Of course, the District has unique limitations. It can tax only about 50 percent of the real estate within its boundaries, and no building can be taller than 130 feet. This makes for a pretty city, but one that is unable to maximize its commercial property. The District also cannot tax commuters, as other cities, such as Philadelphia, can. Even so, in the good years our elected officials are like the person who gets a windfall and rushes out to buy a plasma TV even though the bank account is bare and the roof needs repair.
In the booming 1980s, the District expanded its workforce but didn't put much money into infrastructure improvement, economic development or education reform and facilities. So when the recession arrived, the District went down the tubes: D.C. buildings with no toilet paper, police cars without gas and firetrucks sidelined because the city couldn't afford parts. Everyone was appalled. Congress responded by imposing a control board.
Now we are in "boom" times again. At Seventh and H streets NW the other night, people were swarming into restaurants, shops and MCI Center. It was the best type of commuter tax in play.
Partly because of a strong economy but also because business invested in the District when the city was down. Abe Pollin put his new arena downtown, the hotel and restaurant industries got tax bills passed to build one of the best convention centers in the country, and local developers took huge leaps of faith with their investment dollars.

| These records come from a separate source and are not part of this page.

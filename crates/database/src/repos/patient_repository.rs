//! Patient repository for database operations.

use sqlx::SqlitePool;

use crate::entities::{new_public_id, timestamp_now, CreatePatientRequest, Patient, Role, UpdatePatientRequest};
use crate::query::{ListParams, Page, SortFields};
use crate::types::{DatabaseError, DatabaseResult};

const SELECT_PATIENT: &str = "SELECT id, public_id, name, email, password_hash, role, age, blood_group, \
     is_previously_diagnosed, address, gender, phone_number, reset_password_token, \
     reset_password_expire, created_at FROM patients";

pub const PATIENT_SORT_FIELDS: SortFields = &[
    ("name", "name"),
    ("email", "email"),
    ("role", "role"),
    ("age", "age"),
    ("createdAt", "created_at"),
];

/// Repository for patient accounts
#[derive(Clone)]
pub struct PatientRepository {
    pool: SqlitePool,
}

impl PatientRepository {
    pub fn new(pool: SqlitePool) -> Self {
        Self { pool }
    }

    pub async fn find_by_id(&self, id: i64) -> DatabaseResult<Option<Patient>> {
        let patient = sqlx::query_as::<_, Patient>(&format!("{SELECT_PATIENT} WHERE id = ?"))
            .bind(id)
            .fetch_optional(&self.pool)
            .await?;
        Ok(patient)
    }

    pub async fn find_by_public_id(&self, public_id: &str) -> DatabaseResult<Option<Patient>> {
        let patient =
            sqlx::query_as::<_, Patient>(&format!("{SELECT_PATIENT} WHERE public_id = ?"))
                .bind(public_id)
                .fetch_optional(&self.pool)
                .await?;
        Ok(patient)
    }

    pub async fn find_by_email(&self, email: &str) -> DatabaseResult<Option<Patient>> {
        let patient = sqlx::query_as::<_, Patient>(&format!(
            "{SELECT_PATIENT} WHERE email = ? COLLATE NOCASE"
        ))
        .bind(email)
        .fetch_optional(&self.pool)
        .await?;
        Ok(patient)
    }

    /// Insert a patient whose password has already been hashed.
    pub async fn create(
        &self,
        request: &CreatePatientRequest,
        password_hash: &str,
        role: Role,
    ) -> DatabaseResult<Patient> {
        request.validate()?;
        let gender = request
            .gender
            .ok_or_else(|| DatabaseError::validation("Please choose your gender"))?;

        let result = sqlx::query(
            "INSERT INTO patients (public_id, name, email, password_hash, role, age, blood_group, \
             is_previously_diagnosed, address, gender, phone_number, created_at) \
             VALUES (?, ?, ?, ?, ?, ?, ?, ?, ?, ?, ?, ?)",
        )
        .bind(new_public_id())
        .bind(request.name.trim())
        .bind(request.email.trim().to_lowercase())
        .bind(password_hash)
        .bind(role)
        .bind(request.age.trim())
        .bind(request.blood_group)
        .bind(request.is_previously_diagnosed)
        .bind(&request.address)
        .bind(gender)
        .bind(&request.phone_number)
        .bind(timestamp_now())
        .execute(&self.pool)
        .await?;

        self.find_by_id(result.last_insert_rowid())
            .await?
            .ok_or_else(|| DatabaseError::QueryError("failed to retrieve created patient".into()))
    }

    pub async fn list(&self, params: &ListParams) -> DatabaseResult<Page<Patient>> {
        let total: i64 = sqlx::query_scalar("SELECT COUNT(*) FROM patients")
            .fetch_one(&self.pool)
            .await?;

        let items = sqlx::query_as::<_, Patient>(&format!(
            "{SELECT_PATIENT} ORDER BY {} LIMIT ? OFFSET ?",
            params.order_by
        ))
        .bind(i64::from(params.limit))
        .bind(params.offset())
        .fetch_all(&self.pool)
        .await?;

        Ok(Page::new(items, total, params))
    }

    pub async fn update(&self, id: i64, request: &UpdatePatientRequest) -> DatabaseResult<Patient> {
        let mut patient = self
            .find_by_id(id)
            .await?
            .ok_or_else(|| DatabaseError::not_found(format!("patient {id}")))?;

        request.apply(&mut patient);
        patient.email = patient.email.trim().to_lowercase();
        patient.validate()?;

        sqlx::query(
            "UPDATE patients SET name = ?, email = ?, role = ?, age = ?, blood_group = ?, \
             is_previously_diagnosed = ?, address = ?, gender = ?, phone_number = ? WHERE id = ?",
        )
        .bind(&patient.name)
        .bind(&patient.email)
        .bind(patient.role)
        .bind(&patient.age)
        .bind(patient.blood_group)
        .bind(patient.is_previously_diagnosed)
        .bind(&patient.address)
        .bind(patient.gender)
        .bind(&patient.phone_number)
        .bind(id)
        .execute(&self.pool)
        .await?;

        Ok(patient)
    }

    pub async fn update_password(&self, id: i64, password_hash: &str) -> DatabaseResult<()> {
        let result = sqlx::query(
            "UPDATE patients SET password_hash = ?, reset_password_token = NULL, \
             reset_password_expire = NULL WHERE id = ?",
        )
        .bind(password_hash)
        .bind(id)
        .execute(&self.pool)
        .await?;

        if result.rows_affected() == 0 {
            return Err(DatabaseError::not_found(format!("patient {id}")));
        }
        Ok(())
    }

    /// Store or clear the hashed reset token and its expiry timestamp.
    pub async fn set_reset_token(
        &self,
        id: i64,
        token: Option<(&str, &str)>,
    ) -> DatabaseResult<()> {
        let (hash, expire) = match token {
            Some((hash, expire)) => (Some(hash), Some(expire)),
            None => (None, None),
        };
        sqlx::query(
            "UPDATE patients SET reset_password_token = ?, reset_password_expire = ? WHERE id = ?",
        )
        .bind(hash)
        .bind(expire)
        .bind(id)
        .execute(&self.pool)
        .await?;
        Ok(())
    }

    /// Find the patient holding a reset token that has not yet expired at `now`.
    pub async fn find_by_reset_token(
        &self,
        token_hash: &str,
        now: &str,
    ) -> DatabaseResult<Option<Patient>> {
        let patient = sqlx::query_as::<_, Patient>(&format!(
            "{SELECT_PATIENT} WHERE reset_password_token = ? AND reset_password_expire > ?"
        ))
        .bind(token_hash)
        .bind(now)
        .fetch_optional(&self.pool)
        .await?;
        Ok(patient)
    }

    /// Delete a patient together with their points, plasmas and reviews.
    pub async fn delete(&self, id: i64) -> DatabaseResult<bool> {
        let mut tx = self.pool.begin().await?;

        // Reviews owned by the patient on other owners' points change those averages.
        let touched: Vec<i64> = sqlx::query_scalar(
            "SELECT DISTINCT point_id FROM reviews WHERE patient_id = ?",
        )
        .bind(id)
        .fetch_all(&mut *tx)
        .await?;

        let result = sqlx::query("DELETE FROM patients WHERE id = ?")
            .bind(id)
            .execute(&mut *tx)
            .await?;

        for point_id in touched {
            sqlx::query(super::review_repository::RECOMPUTE_AVERAGE)
                .bind(point_id)
                .bind(point_id)
                .execute(&mut *tx)
                .await?;
        }

        tx.commit().await?;
        Ok(result.rows_affected() > 0)
    }
}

Sure, they are making money now, but the city benefits as tax dollars from their investments go into the D.C. general fund. Just one downtown hotel paid more than $14 million in taxes in fiscal 2004, and the District has more than 100 hotels.
Who isn't happy to hear that, thanks to such booming enterprises, the District has a surplus ? Yet we still need to be asking prudent questions:
* If we are experiencing a surplus of $200 million to $400 million, does that mean that our tax rates are wrong?
* School modernization and education reform are vital and urgent, so why weren't they a priority for funding when the surplus first appeared in 2003?
* If we have a $400 million surplus next year, why are we considering raising taxes?
* Do we even conduct studies on the damage of tax increases to businesses and residents?
* Does the District have a rainy-day fund and a realistic trigger to use it to cushion years when the economy slows down?
* When will tax increases on businesses -- increases that businesses are experiencing every year -- start driving those same businesses out of town?
The District should stop running out to buy the plasma TV while its roof is leaking. The D.C. Council needs to have a fiscal management plan for the city and not just ride the happy crest of a boom until it goes bust again.
-- Emily F. Durso
is president of the Hotel Association of Washington.